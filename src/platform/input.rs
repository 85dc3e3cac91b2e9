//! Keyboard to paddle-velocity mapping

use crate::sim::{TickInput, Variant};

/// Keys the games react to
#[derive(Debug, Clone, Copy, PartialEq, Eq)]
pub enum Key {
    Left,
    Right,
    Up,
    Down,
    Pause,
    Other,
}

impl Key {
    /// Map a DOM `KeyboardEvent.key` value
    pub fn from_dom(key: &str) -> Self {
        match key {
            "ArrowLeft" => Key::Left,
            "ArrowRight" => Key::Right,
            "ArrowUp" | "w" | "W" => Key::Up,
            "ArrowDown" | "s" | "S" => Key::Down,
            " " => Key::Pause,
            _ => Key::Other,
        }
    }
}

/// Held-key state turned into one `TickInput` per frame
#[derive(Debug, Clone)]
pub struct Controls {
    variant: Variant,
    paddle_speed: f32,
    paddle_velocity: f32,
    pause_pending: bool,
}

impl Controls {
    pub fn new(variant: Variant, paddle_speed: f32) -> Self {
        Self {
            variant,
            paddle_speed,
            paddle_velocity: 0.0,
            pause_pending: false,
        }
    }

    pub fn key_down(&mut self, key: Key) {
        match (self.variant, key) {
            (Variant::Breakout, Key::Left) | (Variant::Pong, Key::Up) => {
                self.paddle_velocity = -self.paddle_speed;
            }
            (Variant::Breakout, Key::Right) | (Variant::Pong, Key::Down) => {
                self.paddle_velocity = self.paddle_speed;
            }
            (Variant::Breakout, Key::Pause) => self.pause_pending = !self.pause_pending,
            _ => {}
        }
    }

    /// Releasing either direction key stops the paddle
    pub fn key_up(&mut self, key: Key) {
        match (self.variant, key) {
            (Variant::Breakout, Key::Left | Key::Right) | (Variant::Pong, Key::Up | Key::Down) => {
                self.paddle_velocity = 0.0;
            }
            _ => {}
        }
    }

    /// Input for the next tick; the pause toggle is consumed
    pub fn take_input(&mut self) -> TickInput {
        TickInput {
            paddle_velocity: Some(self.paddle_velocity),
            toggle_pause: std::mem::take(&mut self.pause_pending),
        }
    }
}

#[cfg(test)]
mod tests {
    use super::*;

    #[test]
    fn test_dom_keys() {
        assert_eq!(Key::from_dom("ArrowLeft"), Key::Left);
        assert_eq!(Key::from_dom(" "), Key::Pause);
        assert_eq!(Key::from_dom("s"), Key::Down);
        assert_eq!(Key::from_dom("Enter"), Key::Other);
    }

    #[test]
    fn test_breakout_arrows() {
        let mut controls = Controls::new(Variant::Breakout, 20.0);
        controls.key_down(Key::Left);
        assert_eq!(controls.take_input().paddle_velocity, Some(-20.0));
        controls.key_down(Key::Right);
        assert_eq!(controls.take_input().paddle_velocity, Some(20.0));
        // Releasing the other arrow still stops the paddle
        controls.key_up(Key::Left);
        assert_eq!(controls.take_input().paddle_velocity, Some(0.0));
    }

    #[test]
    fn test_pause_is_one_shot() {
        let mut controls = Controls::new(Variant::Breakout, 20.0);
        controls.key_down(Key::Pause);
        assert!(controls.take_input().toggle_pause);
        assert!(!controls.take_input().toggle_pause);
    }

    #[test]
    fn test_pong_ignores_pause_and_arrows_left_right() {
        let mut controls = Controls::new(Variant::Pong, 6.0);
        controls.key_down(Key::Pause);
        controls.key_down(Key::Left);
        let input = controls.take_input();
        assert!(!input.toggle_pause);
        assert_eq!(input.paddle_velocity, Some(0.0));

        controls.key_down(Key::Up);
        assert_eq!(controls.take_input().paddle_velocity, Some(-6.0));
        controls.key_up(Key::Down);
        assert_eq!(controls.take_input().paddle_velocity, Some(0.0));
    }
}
...
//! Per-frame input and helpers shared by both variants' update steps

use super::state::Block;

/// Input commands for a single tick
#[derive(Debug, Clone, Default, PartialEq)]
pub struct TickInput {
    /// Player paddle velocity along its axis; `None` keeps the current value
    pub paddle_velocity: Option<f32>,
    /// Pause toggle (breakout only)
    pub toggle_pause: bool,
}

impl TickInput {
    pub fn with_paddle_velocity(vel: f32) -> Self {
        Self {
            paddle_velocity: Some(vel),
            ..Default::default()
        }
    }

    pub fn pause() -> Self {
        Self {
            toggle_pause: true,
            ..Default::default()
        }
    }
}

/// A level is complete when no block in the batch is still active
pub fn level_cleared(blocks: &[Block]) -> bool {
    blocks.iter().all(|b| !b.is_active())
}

■ TASK OBJECTIVE
Copy, from the material above, each line in which the string "state" occurs.

■ RESULT OF THE TASK
/// Held-key state turned into one `TickInput` per frame
use super::state::Block;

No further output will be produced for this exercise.